After my daughter died, I knew I had been handed my writing assignment for the rest of my life. If I had been a painter, I would have painted Maya. If I had been a dancer, I would have danced my sorrow. But I was a writer. So I did the only thing I knew. I wrote one hard word after another.
That’s how Swimming with Maya came into being.
Early in my career I had been a newspaper reporter, trained to take notes on everything. And I had always been a devoted journal keeper. At the time Maya died, I was in graduate school working on a master’s degree in creative writing, a dream I had set aside when she was born.
Now I put away the novel I had begun a few months before her accident. Instead, drawing on my journals, photographs, and vivid memories, I wrote the true story of Maya, our life together as mother and daughter, and my struggles as a single parent. I also began to research transplantation, trying to understand the outcome of my decision to give my daughter away in pieces in order to save the lives of strangers.
Ultimately, an article I published in the San Jose Mercury News about our personal experience of organ donation wound up in the hands of a man who knew Maya’s heart recipient. He realized the person I described in my article as “a Chilean businessman” could only be his friend Fernando. After Fernando read my article, for the first time learning details of the life of his anonymous donor, he was determined to meet me.

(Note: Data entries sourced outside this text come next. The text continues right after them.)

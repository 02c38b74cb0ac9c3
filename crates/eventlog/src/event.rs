//! Event types for the build and parse logs.

use chrono::{DateTime, Local, NaiveDateTime, SecondsFormat, TimeZone, Utc};
use serde::de::DeserializeOwned;
use serde::{Deserialize, Deserializer, Serialize, Serializer};
use std::path::{Path, PathBuf};
use std::str::FromStr;

/// Which log an event belongs to.
#[derive(Debug, Clone, Copy, PartialEq, Eq, Hash, PartialOrd, Ord, Serialize, Deserialize)]
#[serde(rename_all = "lowercase")]
pub enum EventKind {
    Build,
    Parse,
}

impl EventKind {
    pub fn as_str(self) -> &'static str {
        match self {
            EventKind::Build => "build",
            EventKind::Parse => "parse",
        }
    }

    /// File name of this kind's log inside the logs directory.
    pub fn file_name(self) -> &'static str {
        match self {
            EventKind::Build => "builds.jsonl",
            EventKind::Parse => "parses.jsonl",
        }
    }
}

impl std::fmt::Display for EventKind {
    fn fmt(&self, f: &mut std::fmt::Formatter<'_>) -> std::fmt::Result {
        f.write_str(self.as_str())
    }
}

/// Binary outcome of a tracked operation.
#[derive(Debug, Clone, Copy, PartialEq, Eq, Hash, PartialOrd, Ord, Serialize, Deserialize)]
#[serde(rename_all = "lowercase")]
pub enum Status {
    Success,
    Failure,
}

impl Status {
    pub fn as_str(self) -> &'static str {
        match self {
            Status::Success => "success",
            Status::Failure => "failure",
        }
    }
}

impl std::fmt::Display for Status {
    fn fmt(&self, f: &mut std::fmt::Formatter<'_>) -> std::fmt::Result {
        f.write_str(self.as_str())
    }
}

impl FromStr for Status {
    type Err = String;

    fn from_str(s: &str) -> Result<Self, Self::Err> {
        match s {
            "success" => Ok(Status::Success),
            "failure" => Ok(Status::Failure),
            other => Err(format!("unknown status '{other}' (expected success or failure)")),
        }
    }
}

/// Compiler used to build a grammar's shared library.
#[derive(Debug, Clone, Copy, PartialEq, Eq, Default, Serialize, Deserialize)]
pub enum Compiler {
    #[default]
    #[serde(rename = "gcc")]
    Gcc,
    /// Selected when the grammar ships a C++ scanner.
    #[serde(rename = "g++")]
    Gxx,
}

impl Compiler {
    pub fn as_str(self) -> &'static str {
        match self {
            Compiler::Gcc => "gcc",
            Compiler::Gxx => "g++",
        }
    }
}

impl std::fmt::Display for Compiler {
    fn fmt(&self, f: &mut std::fmt::Formatter<'_>) -> std::fmt::Result {
        f.write_str(self.as_str())
    }
}

impl FromStr for Compiler {
    type Err = String;

    fn from_str(s: &str) -> Result<Self, Self::Err> {
        match s {
            "gcc" => Ok(Compiler::Gcc),
            "g++" => Ok(Compiler::Gxx),
            other => Err(format!("unknown compiler '{other}' (expected gcc or g++)")),
        }
    }
}

/// Severity of a diagnostic produced during a run.
#[derive(Debug, Clone, Copy, PartialEq, Eq, Serialize, Deserialize)]
#[serde(rename_all = "lowercase")]
pub enum DiagnosticLevel {
    Info,
    Warning,
    Error,
}

/// A message attached to an event.
#[derive(Debug, Clone, PartialEq, Eq, Serialize, Deserialize)]
pub struct Diagnostic {
    pub level: DiagnosticLevel,
    pub message: String,
}

impl Diagnostic {
    pub fn new(level: DiagnosticLevel, message: impl Into<String>) -> Self {
        Self {
            level,
            message: message.into(),
        }
    }

    pub fn error(message: impl Into<String>) -> Self {
        Self::new(DiagnosticLevel::Error, message)
    }
}

/// Parses `level:message`, e.g. `error:scanner.c not found`.
impl FromStr for Diagnostic {
    type Err = String;

    fn from_str(s: &str) -> Result<Self, Self::Err> {
        let (level, message) = s
            .split_once(':')
            .ok_or_else(|| format!("diagnostic '{s}' must look like level:message"))?;
        let level = match level.trim() {
            "info" => DiagnosticLevel::Info,
            "warning" => DiagnosticLevel::Warning,
            "error" => DiagnosticLevel::Error,
            other => return Err(format!("unknown diagnostic level '{other}'")),
        };
        Ok(Self::new(level, message.trim()))
    }
}

/// When an event was recorded, kept in its persisted ISO-8601 text form.
///
/// Older records carry naive local timestamps, newer ones RFC 3339 with an
/// offset; both are preserved verbatim and only parsed when ordering.
#[derive(Debug, Clone, PartialEq, Eq, Hash, Serialize, Deserialize)]
#[serde(transparent)]
pub struct Timestamp(String);

impl Timestamp {
    pub fn now() -> Self {
        Self(Utc::now().to_rfc3339_opts(SecondsFormat::Micros, true))
    }

    pub fn as_str(&self) -> &str {
        &self.0
    }

    /// The instant in UTC, if the text parses.
    ///
    /// Text without an offset is a local wall-clock time.
    pub fn to_utc(&self) -> Option<DateTime<Utc>> {
        if let Ok(dt) = DateTime::parse_from_rfc3339(&self.0) {
            return Some(dt.with_timezone(&Utc));
        }
        let naive = self.0.parse::<NaiveDateTime>().ok()?;
        Local
            .from_local_datetime(&naive)
            .earliest()
            .map(|dt| dt.with_timezone(&Utc))
    }
}

impl From<&str> for Timestamp {
    fn from(s: &str) -> Self {
        Self(s.to_string())
    }
}

impl std::fmt::Display for Timestamp {
    fn fmt(&self, f: &mut std::fmt::Formatter<'_>) -> std::fmt::Result {
        f.write_str(&self.0)
    }
}

/// One recorded grammar build.
#[derive(Debug, Clone, PartialEq, Serialize, Deserialize)]
pub struct BuildEvent {
    pub timestamp: Timestamp,
    pub grammar: String,
    pub status: Status,
    pub duration_ms: u64,
    /// Resolved revision of the grammar sources.
    #[serde(default = "unknown", deserialize_with = "null_as_unknown")]
    pub commit: String,
    #[serde(default = "unknown", deserialize_with = "null_as_unknown")]
    pub repo_url: String,
    #[serde(default, serialize_with = "path_text")]
    pub so_path: PathBuf,
    #[serde(default)]
    pub compiler: Compiler,
    #[serde(default = "unknown", deserialize_with = "null_as_unknown")]
    pub tree_sitter_version: String,
    #[serde(default, skip_serializing_if = "Option::is_none")]
    pub error_code: Option<String>,
    #[serde(default, skip_serializing_if = "Option::is_none")]
    pub stderr_excerpt: Option<String>,
    #[serde(default)]
    pub diagnostics: Vec<Diagnostic>,
}

/// One recorded parse of a source file.
#[derive(Debug, Clone, PartialEq, Serialize, Deserialize)]
pub struct ParseEvent {
    pub timestamp: Timestamp,
    pub grammar: String,
    #[serde(default = "success")]
    pub status: Status,
    pub duration_ms: u64,
    /// Commit of the grammar build used, looked up from the build log.
    #[serde(default = "unknown", deserialize_with = "null_as_unknown")]
    pub grammar_version: String,
    #[serde(default, serialize_with = "path_text")]
    pub source_file: PathBuf,
    #[serde(default)]
    pub node_count: u64,
    /// The tree contains at least one `ERROR` node.
    #[serde(default)]
    pub has_errors: bool,
    #[serde(default = "unknown", deserialize_with = "null_as_unknown")]
    pub root_node_type: String,
    #[serde(default, skip_serializing_if = "Option::is_none")]
    pub error_code: Option<String>,
    #[serde(default, skip_serializing_if = "Option::is_none")]
    pub stderr_excerpt: Option<String>,
    #[serde(default)]
    pub diagnostics: Vec<Diagnostic>,
}

/// Behaviour shared by every record kind stored in a JSONL log.
pub trait LogEvent: Serialize + DeserializeOwned {
    const KIND: EventKind;

    fn grammar(&self) -> &str;
    fn status(&self) -> Status;
    fn duration_ms(&self) -> u64;
    fn timestamp(&self) -> &Timestamp;

    /// Status used for success/failure reporting.
    ///
    /// Defaults to the raw status; parse events override it.
    fn outcome(&self) -> Status {
        self.status()
    }

    fn is_failure(&self) -> bool {
        self.outcome() == Status::Failure
    }

    /// Checks invariants serde cannot express.
    fn validate(&self) -> Result<(), String> {
        if self.grammar().is_empty() {
            return Err("grammar must not be empty".to_string());
        }
        Ok(())
    }
}

impl LogEvent for BuildEvent {
    const KIND: EventKind = EventKind::Build;

    fn grammar(&self) -> &str {
        &self.grammar
    }

    fn status(&self) -> Status {
        self.status
    }

    fn duration_ms(&self) -> u64 {
        self.duration_ms
    }

    fn timestamp(&self) -> &Timestamp {
        &self.timestamp
    }
}

impl LogEvent for ParseEvent {
    const KIND: EventKind = EventKind::Parse;

    fn grammar(&self) -> &str {
        &self.grammar
    }

    fn status(&self) -> Status {
        self.status
    }

    fn duration_ms(&self) -> u64 {
        self.duration_ms
    }

    fn timestamp(&self) -> &Timestamp {
        &self.timestamp
    }

    /// A parse that ran but produced an erroneous tree is a failure.
    fn outcome(&self) -> Status {
        if self.has_errors {
            Status::Failure
        } else {
            self.status
        }
    }
}

/// Either kind of event, for views spanning both logs.
#[derive(Debug, Clone, PartialEq)]
pub enum Event {
    Build(BuildEvent),
    Parse(ParseEvent),
}

impl Event {
    pub fn kind(&self) -> EventKind {
        match self {
            Event::Build(_) => EventKind::Build,
            Event::Parse(_) => EventKind::Parse,
        }
    }

    pub fn grammar(&self) -> &str {
        match self {
            Event::Build(e) => &e.grammar,
            Event::Parse(e) => &e.grammar,
        }
    }

    pub fn timestamp(&self) -> &Timestamp {
        match self {
            Event::Build(e) => &e.timestamp,
            Event::Parse(e) => &e.timestamp,
        }
    }

    pub fn outcome(&self) -> Status {
        match self {
            Event::Build(e) => e.outcome(),
            Event::Parse(e) => e.outcome(),
        }
    }
}

#[derive(Serialize)]
struct Tagged<'a, E> {
    event_type: EventKind,
    #[serde(flatten)]
    event: &'a E,
}

/// Encodes an event as a single JSON line (no trailing newline).
pub fn encode_line<E: LogEvent>(event: &E) -> serde_json::Result<String> {
    serde_json::to_string(&Tagged {
        event_type: E::KIND,
        event,
    })
}

/// Decodes one log line as an `E`.
///
/// Unknown fields are ignored. A missing `event_type` is taken to be
/// `E::KIND`; a present one must match it.
pub(crate) fn decode_line<E: LogEvent>(line: &str) -> Result<E, String> {
    let mut value: serde_json::Value = serde_json::from_str(line).map_err(|e| e.to_string())?;
    let object = value.as_object_mut().ok_or("expected a JSON object")?;

    if let Some(tag) = object.remove("event_type") {
        let kind: EventKind =
            serde_json::from_value(tag).map_err(|e| format!("event_type: {e}"))?;
        if kind != E::KIND {
            return Err(format!(
                "expected event_type \"{}\", found \"{kind}\"",
                E::KIND
            ));
        }
    }

    let event: E = serde_json::from_value(value).map_err(|e| e.to_string())?;
    event.validate()?;
    Ok(event)
}

fn unknown() -> String {
    "unknown".to_string()
}

/// Older writers recorded unresolved text fields as `null`.
fn null_as_unknown<'de, D: Deserializer<'de>>(deserializer: D) -> Result<String, D::Error> {
    Ok(Option::<String>::deserialize(deserializer)?.unwrap_or_else(unknown))
}

fn success() -> Status {
    Status::Success
}

/// Paths are persisted as text; non-UTF-8 components are replaced lossily.
fn path_text<S: Serializer>(path: &Path, serializer: S) -> Result<S::Ok, S::Error> {
    serializer.serialize_str(&path.to_string_lossy())
}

Through my writing I not only began to heal my grief, I also brought into my life a man who had every reason to want to know everything he could about Maya. Fernando felt my daughter as a mysterious presence in his body. He was intensely curious about her. As I poured out our story to him, I simultaneously experienced it in a new way. I began to record my insights.
Those early writings about Maya – and then about Fernando – ultimately became the thesis for my MFA degree. Then, I began to transform the thesis into a book manuscript. From that manuscript I selected and obsessively rewrote five sample chapters for a book proposal. Ultimately, after taking classes in proposal writing and book publishing, I sought out an editor to help shape the proposal.
Meanwhile, with encouragement from my creative writing professors, I began searching for an agent. What had begun as a way to survive by putting words on a computer screen turned into something entirely different – a hard fought, long drawn out attempt to craft a story that would inform and uplift readers.
Writing to heal is an important tool in the recovery arsenal. But it is not the same as writing for publication. It is an activity of raw emotional processing, whereas writing a book is an intense exercise in crafting a marketable story.
People often ask if writing Swimming with Maya healed me. Honestly, I have to say that working with other grieving parents to share our recovery, going to weekly therapy sessions, journaling, walking, attempting to be a good parent to my surviving daughter, having long talks with family and friends – these are the things that healed me. I did my grief work. And in between I wrote like a banshee.
Writing is powerful medicine. But on its own, it’s only one tool among many. Use all your tools – write if you can (or if you must) – but don’t neglect all the other important activities of self-care. Give your all to grieving and to healing. It’s worth it.